→ Task instructions
Repeat exactly the lines of the entries below from the one with "filename crates/memstream-core/src/backend.rs" through the one with "The storage as", both ends included, and nothing else.

→ Given information
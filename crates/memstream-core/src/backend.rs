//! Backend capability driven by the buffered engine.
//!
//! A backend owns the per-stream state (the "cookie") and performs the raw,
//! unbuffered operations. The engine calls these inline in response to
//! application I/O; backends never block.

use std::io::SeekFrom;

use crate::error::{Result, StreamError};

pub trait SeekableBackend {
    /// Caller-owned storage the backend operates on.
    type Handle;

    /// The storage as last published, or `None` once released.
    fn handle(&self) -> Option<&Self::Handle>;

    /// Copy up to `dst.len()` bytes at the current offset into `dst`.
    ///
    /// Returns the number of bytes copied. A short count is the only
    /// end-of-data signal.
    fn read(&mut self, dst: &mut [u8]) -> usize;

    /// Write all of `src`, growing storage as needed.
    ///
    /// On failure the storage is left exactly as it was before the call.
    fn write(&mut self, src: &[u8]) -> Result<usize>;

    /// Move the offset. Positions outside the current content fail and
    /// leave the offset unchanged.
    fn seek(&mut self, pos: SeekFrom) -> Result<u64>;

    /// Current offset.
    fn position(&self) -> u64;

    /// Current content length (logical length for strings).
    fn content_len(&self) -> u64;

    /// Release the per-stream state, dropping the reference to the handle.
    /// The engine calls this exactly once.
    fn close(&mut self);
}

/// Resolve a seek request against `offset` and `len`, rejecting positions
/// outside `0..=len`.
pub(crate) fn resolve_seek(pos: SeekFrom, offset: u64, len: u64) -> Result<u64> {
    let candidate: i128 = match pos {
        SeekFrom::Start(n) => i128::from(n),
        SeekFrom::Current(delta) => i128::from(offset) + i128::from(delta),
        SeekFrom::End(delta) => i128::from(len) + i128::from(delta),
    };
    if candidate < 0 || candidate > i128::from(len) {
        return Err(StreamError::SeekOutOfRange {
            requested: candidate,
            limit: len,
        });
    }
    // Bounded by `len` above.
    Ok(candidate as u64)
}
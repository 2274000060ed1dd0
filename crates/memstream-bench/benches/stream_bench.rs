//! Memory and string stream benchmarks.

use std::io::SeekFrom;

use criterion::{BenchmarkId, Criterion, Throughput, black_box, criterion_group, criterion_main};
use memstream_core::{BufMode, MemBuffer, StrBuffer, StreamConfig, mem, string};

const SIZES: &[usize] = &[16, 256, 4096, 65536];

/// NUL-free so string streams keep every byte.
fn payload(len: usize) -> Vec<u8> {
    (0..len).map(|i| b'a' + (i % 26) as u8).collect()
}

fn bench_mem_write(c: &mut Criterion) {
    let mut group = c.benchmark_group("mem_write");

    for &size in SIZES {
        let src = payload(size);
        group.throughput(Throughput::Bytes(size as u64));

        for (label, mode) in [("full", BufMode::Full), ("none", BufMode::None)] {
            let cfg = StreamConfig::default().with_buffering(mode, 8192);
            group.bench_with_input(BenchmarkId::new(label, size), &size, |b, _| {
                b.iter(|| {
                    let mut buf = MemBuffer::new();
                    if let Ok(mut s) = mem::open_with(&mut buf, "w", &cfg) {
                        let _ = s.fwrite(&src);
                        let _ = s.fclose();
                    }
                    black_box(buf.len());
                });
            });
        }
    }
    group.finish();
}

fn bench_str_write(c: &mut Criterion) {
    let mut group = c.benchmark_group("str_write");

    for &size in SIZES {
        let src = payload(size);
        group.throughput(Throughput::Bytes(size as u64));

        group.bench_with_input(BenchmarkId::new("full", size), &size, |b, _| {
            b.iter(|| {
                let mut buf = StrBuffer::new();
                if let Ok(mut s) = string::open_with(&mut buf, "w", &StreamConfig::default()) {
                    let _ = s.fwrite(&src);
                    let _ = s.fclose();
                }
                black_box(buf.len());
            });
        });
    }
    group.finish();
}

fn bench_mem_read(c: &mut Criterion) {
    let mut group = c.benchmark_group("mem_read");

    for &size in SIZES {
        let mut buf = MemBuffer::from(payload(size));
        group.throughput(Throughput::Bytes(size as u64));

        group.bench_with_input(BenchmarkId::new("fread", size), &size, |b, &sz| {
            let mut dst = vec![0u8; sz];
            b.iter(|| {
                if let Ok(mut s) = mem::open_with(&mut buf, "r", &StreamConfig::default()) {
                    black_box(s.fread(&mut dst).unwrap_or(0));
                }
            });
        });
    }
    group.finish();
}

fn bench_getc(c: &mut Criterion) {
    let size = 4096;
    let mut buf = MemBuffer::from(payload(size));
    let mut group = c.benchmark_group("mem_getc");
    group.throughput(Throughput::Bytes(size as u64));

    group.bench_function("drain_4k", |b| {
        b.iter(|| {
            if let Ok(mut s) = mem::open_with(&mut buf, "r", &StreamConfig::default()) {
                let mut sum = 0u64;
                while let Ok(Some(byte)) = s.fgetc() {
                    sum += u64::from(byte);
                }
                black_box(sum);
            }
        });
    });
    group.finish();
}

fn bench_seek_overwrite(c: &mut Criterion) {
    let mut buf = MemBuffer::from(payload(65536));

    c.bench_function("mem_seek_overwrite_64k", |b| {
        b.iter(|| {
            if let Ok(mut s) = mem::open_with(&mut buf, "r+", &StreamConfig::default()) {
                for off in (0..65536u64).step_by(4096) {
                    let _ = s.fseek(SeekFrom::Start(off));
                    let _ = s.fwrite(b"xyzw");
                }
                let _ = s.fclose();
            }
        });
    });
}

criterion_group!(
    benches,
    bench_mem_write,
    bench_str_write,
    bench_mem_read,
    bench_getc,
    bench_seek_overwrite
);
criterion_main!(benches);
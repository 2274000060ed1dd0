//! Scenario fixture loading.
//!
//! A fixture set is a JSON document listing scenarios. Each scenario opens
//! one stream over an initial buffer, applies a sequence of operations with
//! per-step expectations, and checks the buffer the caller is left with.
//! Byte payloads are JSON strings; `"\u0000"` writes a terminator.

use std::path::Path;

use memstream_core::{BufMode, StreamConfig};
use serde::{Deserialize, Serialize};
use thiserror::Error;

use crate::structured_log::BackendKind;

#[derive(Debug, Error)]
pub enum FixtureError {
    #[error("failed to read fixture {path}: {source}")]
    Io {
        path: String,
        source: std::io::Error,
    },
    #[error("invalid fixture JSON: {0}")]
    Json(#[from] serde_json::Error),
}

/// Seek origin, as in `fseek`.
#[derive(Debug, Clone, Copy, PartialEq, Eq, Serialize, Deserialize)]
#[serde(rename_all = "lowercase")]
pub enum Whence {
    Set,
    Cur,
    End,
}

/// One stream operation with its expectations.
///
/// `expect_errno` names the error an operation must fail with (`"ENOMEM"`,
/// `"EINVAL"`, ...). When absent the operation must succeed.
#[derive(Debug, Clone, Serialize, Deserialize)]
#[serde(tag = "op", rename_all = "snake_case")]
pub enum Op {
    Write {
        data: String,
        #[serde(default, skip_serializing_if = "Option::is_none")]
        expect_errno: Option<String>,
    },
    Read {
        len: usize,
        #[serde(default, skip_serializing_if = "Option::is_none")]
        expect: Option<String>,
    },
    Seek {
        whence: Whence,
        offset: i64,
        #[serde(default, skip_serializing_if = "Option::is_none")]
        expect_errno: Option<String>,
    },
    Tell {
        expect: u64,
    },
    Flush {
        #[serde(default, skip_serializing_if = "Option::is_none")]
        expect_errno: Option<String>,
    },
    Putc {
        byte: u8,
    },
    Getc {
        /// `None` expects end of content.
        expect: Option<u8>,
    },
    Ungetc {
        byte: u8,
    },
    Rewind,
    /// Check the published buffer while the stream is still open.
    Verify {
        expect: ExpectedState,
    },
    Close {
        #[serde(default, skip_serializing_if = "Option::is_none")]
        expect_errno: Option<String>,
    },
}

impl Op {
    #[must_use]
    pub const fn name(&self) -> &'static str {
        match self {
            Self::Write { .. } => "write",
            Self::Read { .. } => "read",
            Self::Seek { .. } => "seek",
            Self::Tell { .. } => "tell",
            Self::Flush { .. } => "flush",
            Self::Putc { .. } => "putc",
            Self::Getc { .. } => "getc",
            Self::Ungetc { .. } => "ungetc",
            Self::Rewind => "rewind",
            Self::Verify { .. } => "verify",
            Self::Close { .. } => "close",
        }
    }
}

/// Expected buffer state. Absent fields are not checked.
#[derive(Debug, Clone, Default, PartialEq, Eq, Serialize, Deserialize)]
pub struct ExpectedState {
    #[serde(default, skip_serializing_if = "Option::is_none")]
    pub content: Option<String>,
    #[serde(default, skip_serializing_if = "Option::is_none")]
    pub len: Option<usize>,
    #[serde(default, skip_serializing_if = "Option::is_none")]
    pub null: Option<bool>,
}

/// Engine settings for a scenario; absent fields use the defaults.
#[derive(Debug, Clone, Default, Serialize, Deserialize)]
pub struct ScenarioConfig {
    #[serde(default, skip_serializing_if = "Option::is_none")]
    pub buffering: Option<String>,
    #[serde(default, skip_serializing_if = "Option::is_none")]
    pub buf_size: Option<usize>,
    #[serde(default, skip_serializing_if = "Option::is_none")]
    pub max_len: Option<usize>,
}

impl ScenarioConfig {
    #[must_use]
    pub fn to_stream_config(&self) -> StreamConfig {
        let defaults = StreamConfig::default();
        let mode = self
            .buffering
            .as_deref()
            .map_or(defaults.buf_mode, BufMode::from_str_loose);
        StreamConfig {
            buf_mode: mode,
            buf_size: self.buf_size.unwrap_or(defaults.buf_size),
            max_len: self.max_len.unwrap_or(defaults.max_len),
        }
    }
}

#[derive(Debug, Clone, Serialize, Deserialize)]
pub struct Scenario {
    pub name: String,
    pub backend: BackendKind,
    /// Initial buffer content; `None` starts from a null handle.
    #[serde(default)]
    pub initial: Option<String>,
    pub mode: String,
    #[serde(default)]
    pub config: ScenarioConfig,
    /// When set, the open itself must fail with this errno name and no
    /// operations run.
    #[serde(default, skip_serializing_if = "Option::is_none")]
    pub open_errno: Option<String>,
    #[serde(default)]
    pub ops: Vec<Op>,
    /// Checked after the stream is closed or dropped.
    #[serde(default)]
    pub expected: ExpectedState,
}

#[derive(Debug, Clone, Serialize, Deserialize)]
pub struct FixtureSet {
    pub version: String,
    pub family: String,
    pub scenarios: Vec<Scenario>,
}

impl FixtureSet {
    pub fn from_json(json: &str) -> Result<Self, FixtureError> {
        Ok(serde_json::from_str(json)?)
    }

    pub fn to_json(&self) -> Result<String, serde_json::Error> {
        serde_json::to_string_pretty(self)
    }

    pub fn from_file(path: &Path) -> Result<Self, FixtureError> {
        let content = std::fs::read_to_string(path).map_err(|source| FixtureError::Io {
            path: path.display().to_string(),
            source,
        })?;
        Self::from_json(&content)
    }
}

==

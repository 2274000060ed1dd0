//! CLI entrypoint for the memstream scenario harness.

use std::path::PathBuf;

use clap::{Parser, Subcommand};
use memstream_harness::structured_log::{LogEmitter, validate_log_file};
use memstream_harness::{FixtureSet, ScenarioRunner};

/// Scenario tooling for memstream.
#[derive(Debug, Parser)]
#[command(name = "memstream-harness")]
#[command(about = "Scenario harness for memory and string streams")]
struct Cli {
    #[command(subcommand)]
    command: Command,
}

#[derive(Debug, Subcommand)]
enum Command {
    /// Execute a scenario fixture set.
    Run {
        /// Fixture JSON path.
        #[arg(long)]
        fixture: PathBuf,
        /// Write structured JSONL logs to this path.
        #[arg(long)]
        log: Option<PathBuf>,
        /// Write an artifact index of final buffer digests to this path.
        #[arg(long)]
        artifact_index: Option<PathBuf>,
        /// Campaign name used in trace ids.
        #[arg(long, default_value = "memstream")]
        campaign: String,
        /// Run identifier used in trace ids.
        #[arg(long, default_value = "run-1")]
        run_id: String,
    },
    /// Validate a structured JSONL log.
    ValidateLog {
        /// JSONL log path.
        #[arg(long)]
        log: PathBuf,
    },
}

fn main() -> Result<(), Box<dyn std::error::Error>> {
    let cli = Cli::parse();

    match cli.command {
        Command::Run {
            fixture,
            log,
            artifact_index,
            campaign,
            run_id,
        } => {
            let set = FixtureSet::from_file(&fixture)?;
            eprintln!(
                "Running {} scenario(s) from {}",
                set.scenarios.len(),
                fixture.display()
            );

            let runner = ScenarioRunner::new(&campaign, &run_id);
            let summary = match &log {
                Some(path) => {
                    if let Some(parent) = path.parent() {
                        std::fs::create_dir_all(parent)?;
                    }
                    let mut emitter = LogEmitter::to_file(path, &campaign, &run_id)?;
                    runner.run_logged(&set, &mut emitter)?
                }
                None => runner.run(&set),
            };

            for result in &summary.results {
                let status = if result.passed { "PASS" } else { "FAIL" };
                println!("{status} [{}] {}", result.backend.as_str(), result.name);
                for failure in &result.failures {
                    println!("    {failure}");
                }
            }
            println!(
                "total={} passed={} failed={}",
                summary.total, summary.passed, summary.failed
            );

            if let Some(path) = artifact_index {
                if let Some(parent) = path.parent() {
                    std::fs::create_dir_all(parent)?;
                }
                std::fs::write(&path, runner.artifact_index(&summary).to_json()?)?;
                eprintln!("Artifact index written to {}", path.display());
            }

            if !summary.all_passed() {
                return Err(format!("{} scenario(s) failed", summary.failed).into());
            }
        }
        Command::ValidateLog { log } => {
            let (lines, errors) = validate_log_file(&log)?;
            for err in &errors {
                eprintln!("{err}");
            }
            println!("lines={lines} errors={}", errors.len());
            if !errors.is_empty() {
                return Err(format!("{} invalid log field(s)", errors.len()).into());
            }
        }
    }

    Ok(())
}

→ Output for this task
filename crates/memstream-core/src/backend.rs
//! Backend capability driven by the buffered engine.
//!
//! A backend owns the per-stream state (the "cookie") and performs the raw,
//! unbuffered operations. The engine calls these inline in response to
//! application I/O; backends never block.

use std::io::SeekFrom;

use crate::error::{Result, StreamError};

pub trait SeekableBackend {
    /// Caller-owned storage the backend operates on.
    type Handle;

    /// The storage as last published, or `None` once released.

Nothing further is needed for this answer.